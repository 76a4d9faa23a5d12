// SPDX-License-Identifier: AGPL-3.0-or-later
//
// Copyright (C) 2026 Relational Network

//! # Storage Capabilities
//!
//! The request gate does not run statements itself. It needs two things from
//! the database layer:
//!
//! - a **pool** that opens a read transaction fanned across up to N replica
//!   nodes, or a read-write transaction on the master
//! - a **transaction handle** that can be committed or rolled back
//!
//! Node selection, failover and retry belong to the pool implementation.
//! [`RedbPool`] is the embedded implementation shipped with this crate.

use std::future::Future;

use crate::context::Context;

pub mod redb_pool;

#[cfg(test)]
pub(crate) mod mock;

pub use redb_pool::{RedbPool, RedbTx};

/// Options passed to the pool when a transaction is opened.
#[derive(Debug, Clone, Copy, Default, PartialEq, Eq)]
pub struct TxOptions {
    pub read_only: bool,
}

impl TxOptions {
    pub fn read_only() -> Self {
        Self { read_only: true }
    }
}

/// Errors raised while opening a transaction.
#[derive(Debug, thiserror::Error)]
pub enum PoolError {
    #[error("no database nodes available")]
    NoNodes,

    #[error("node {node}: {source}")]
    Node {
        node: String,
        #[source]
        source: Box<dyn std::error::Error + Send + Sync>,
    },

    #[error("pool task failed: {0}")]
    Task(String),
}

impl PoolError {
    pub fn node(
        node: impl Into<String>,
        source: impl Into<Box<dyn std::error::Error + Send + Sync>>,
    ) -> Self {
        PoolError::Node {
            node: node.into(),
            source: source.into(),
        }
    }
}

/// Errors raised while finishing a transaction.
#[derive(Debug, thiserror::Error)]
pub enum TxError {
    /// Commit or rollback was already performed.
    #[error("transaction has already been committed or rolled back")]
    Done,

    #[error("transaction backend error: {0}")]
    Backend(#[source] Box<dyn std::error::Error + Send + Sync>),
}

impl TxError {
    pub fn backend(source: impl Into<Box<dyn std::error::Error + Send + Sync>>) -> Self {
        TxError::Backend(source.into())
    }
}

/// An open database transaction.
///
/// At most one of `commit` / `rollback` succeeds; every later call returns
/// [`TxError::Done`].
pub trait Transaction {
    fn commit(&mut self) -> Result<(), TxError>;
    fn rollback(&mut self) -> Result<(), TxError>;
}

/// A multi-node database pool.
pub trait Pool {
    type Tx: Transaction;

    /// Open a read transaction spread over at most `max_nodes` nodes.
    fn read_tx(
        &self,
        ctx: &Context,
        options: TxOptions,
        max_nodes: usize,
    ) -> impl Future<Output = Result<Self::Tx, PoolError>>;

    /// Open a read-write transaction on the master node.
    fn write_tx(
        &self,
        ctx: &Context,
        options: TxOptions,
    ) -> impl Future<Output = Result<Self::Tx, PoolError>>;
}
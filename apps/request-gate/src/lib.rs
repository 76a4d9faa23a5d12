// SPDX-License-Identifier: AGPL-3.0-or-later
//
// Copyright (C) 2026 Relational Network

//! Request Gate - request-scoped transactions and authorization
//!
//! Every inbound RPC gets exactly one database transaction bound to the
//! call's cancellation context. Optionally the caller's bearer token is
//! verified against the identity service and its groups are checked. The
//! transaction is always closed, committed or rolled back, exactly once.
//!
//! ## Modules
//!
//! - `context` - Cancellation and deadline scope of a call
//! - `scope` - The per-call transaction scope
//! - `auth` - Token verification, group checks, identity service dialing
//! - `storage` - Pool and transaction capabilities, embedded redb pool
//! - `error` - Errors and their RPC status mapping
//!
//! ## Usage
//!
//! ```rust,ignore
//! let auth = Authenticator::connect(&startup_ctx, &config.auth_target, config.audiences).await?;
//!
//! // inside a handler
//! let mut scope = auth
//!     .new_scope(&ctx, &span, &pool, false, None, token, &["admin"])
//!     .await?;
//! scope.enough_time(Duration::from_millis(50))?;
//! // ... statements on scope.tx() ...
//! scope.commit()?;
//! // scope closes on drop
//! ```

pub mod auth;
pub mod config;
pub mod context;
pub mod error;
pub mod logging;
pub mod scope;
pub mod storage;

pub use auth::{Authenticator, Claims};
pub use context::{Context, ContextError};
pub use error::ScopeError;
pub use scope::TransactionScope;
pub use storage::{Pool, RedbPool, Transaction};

════════

-- TASK TO CARRY OUT --
Filter the records above for "Authenticator" and copy every matching line.

-- RESPONSE BELOW --
//! let auth = Authenticator::connect(&startup_ctx, &config.auth_target, config.audiences).await?;
pub use auth::{Authenticator, Claims};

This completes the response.